If that isolation is to be broken, it is important that a realistic analysis is put forward on the relationship of Southern capitalism to British imperialism and the world economy. For that relationship must play some part in the shaping of workers’ consciousness to the Northern Struggle. The earlier optimism was based on a definite but little examined view of Southern capitalism.

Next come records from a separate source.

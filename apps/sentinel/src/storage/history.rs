//! Sent-job history — which postings each recipient has already received.
//!
//! Append-mostly: rows are inserted once per (recipient, job_key) and never updated.

use std::collections::HashSet;

use chrono::{DateTime, Utc};
use serde_json::json;
use sqlx::SqlitePool;
use tracing::info;

use crate::errors::SentinelError;
use crate::models::job::ScoredJob;
use crate::models::sent_job::SentJobRow;

#[derive(Clone)]
pub struct JobHistory {
    pool: SqlitePool,
}

impl JobHistory {
    pub fn new(pool: SqlitePool) -> Self {
        Self { pool }
    }

    pub async fn is_sent(&self, recipient: &str, job_key: &str) -> Result<bool, SentinelError> {
        let found: Option<i64> =
            sqlx::query_scalar("SELECT 1 FROM sent_jobs WHERE recipient = ? AND job_key = ?")
                .bind(recipient)
                .bind(job_key)
                .fetch_optional(&self.pool)
                .await?;
        Ok(found.is_some())
    }

    /// Drops postings this recipient already received, and repeats within `jobs`.
    /// Order is preserved.
    pub async fn filter_new_jobs(
        &self,
        recipient: &str,
        jobs: Vec<ScoredJob>,
    ) -> Result<Vec<ScoredJob>, SentinelError> {
        let total = jobs.len();
        let mut seen = HashSet::new();
        let mut fresh = Vec::new();

        for job in jobs {
            let key = job.job.job_key();
            if !seen.insert(key.clone()) {
                continue;
            }
            if !self.is_sent(recipient, &key).await? {
                fresh.push(job);
            }
        }

        info!(
            recipient,
            total,
            new = fresh.len(),
            duplicates = total - fresh.len(),
            "Checked sent-job history"
        );
        Ok(fresh)
    }

    /// Records that `job` was emailed to `recipient`. Re-marking is a no-op.
    pub async fn mark_as_sent(
        &self,
        recipient: &str,
        job: &ScoredJob,
        sent_at: DateTime<Utc>,
    ) -> Result<(), SentinelError> {
        let metadata = json!({
            "summary": job.evaluation.summary,
            "site": job.job.site,
            "search_term": job.job.search_term,
        });

        sqlx::query(
            r#"
            INSERT INTO sent_jobs
                (recipient, job_key, job_url, title, company, location, score, metadata, sent_at)
            VALUES (?, ?, ?, ?, ?, ?, ?, ?, ?)
            ON CONFLICT (recipient, job_key) DO NOTHING
            "#,
        )
        .bind(recipient)
        .bind(job.job.job_key())
        .bind(&job.job.job_url)
        .bind(&job.job.title)
        .bind(&job.job.company)
        .bind(&job.job.location)
        .bind(i64::from(job.evaluation.score))
        .bind(metadata.to_string())
        .bind(sent_at)
        .execute(&self.pool)
        .await?;

        Ok(())
    }

    pub async fn sent_count(&self) -> Result<i64, SentinelError> {
        Ok(sqlx::query_scalar("SELECT COUNT(*) FROM sent_jobs")
            .fetch_one(&self.pool)
            .await?)
    }

    /// Most recently sent rows, newest first.
    pub async fn recent(&self, limit: i64) -> Result<Vec<SentJobRow>, SentinelError> {
        Ok(sqlx::query_as::<_, SentJobRow>(
            "SELECT * FROM sent_jobs ORDER BY sent_at DESC, job_key ASC LIMIT ?",
        )
        .bind(limit)
        .fetch_all(&self.pool)
        .await?)
    }

    /// Deletes history older than `cutoff`; those postings may be sent again.
    pub async fn purge_sent_before(&self, cutoff: DateTime<Utc>) -> Result<u64, SentinelError> {
        let result = sqlx::query("DELETE FROM sent_jobs WHERE sent_at < ?")
            .bind(cutoff)
            .execute(&self.pool)
            .await?;
        Ok(result.rows_affected())
    }
}

#[cfg(test)]
mod tests {
    use super::*;
    use crate::db::create_pool;
    use crate::testing::scored;
    use chrono::{Duration, TimeZone};

    async fn history() -> JobHistory {
        JobHistory::new(create_pool("sqlite::memory:").await.unwrap())
    }

    fn at(day: u32) -> DateTime<Utc> {
        Utc.with_ymd_and_hms(2026, 10, day, 8, 0, 0).unwrap()
    }

    #[tokio::test]
    async fn test_filter_new_jobs_excludes_sent_per_recipient() {
        let history = history().await;
        let a = scored("https://x.com/a", "rust", 8);
        let b = scored("https://x.com/b", "rust", 7);

        history.mark_as_sent("me@x.com", &a, at(15)).await.unwrap();

        let fresh = history
            .filter_new_jobs("me@x.com", vec![a.clone(), b.clone()])
            .await
            .unwrap();
        assert_eq!(fresh, vec![b.clone()]);

        // Another recipient still gets both.
        let other = history
            .filter_new_jobs("you@x.com", vec![a, b])
            .await
            .unwrap();
        assert_eq!(other.len(), 2);
    }

    #[tokio::test]
    async fn test_filter_new_jobs_dedupes_within_input() {
        let history = history().await;
        let a = scored("https://x.com/a", "rust", 8);
        let fresh = history
            .filter_new_jobs("me@x.com", vec![a.clone(), a])
            .await
            .unwrap();
        assert_eq!(fresh.len(), 1);
    }

    #[tokio::test]
    async fn test_mark_as_sent_is_idempotent() {
        let history = history().await;
        let a = scored("https://x.com/a", "rust", 8);
        history.mark_as_sent("me@x.com", &a, at(15)).await.unwrap();
        history.mark_as_sent("me@x.com", &a, at(16)).await.unwrap();

        assert_eq!(history.sent_count().await.unwrap(), 1);
        let rows = history.recent(10).await.unwrap();
        assert_eq!(rows[0].sent_at, at(15));
        assert_eq!(rows[0].score, 8);
        assert!(rows[0].metadata.contains("\"site\":\"indeed\""));
    }

    #[tokio::test]
    async fn test_purge_sent_before() {
        let history = history().await;
        history
            .mark_as_sent("me@x.com", &scored("https://x.com/old", "rust", 8), at(1))
            .await
            .unwrap();
        history
            .mark_as_sent("me@x.com", &scored("https://x.com/new", "rust", 8), at(15))
            .await
            .unwrap();

        let purged = history.purge_sent_before(at(15) - Duration::days(7)).await.unwrap();
        assert_eq!(purged, 1);
        assert!(!history.is_sent("me@x.com", "https://x.com/old").await.unwrap());
        assert!(history.is_sent("me@x.com", "https://x.com/new").await.unwrap());
    }
}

To put it in a nutshell, those who believed that the revolutionary process in Ireland would result from the ‘spill-over’ of the Northern struggle also regarded the South as a neo-colony of Britain. There was supposed to be a direct material connection between the form capitalism or imperialism took in the South and the presence of the British army in the North, and that material connection in turn was thought sufficient to generate a nationalist or republican consciousness among Southern workers that did away with the need to raise expressly socialist arguments on why they, as workers, should take up the National question. Recent developments, though, have undercut the basis of such arguments.
 

Britain’s declining share

When the Southern economy was opened up in the early sixties to foreign capital British imperialism was the major force to take advantage of it. Its traditional ties with the South; its involvement in the food processing and banking sectors; the common currency; the abundance of cheap labour in the South and the decline in the rate of profit in Britain itself- all made the South an attractive spot for the export of capital. Investment projects were established to take advantage of both Ireland’s home market and also as a-base for the re-export of goods to Britain itself. The Anglo-Irish Free Trade Agreement of 1966 – which created a customs union between both countries – reflected these developments. The Southern economy was firmly linked in with Britain’s, both in terms of trade and export of capital.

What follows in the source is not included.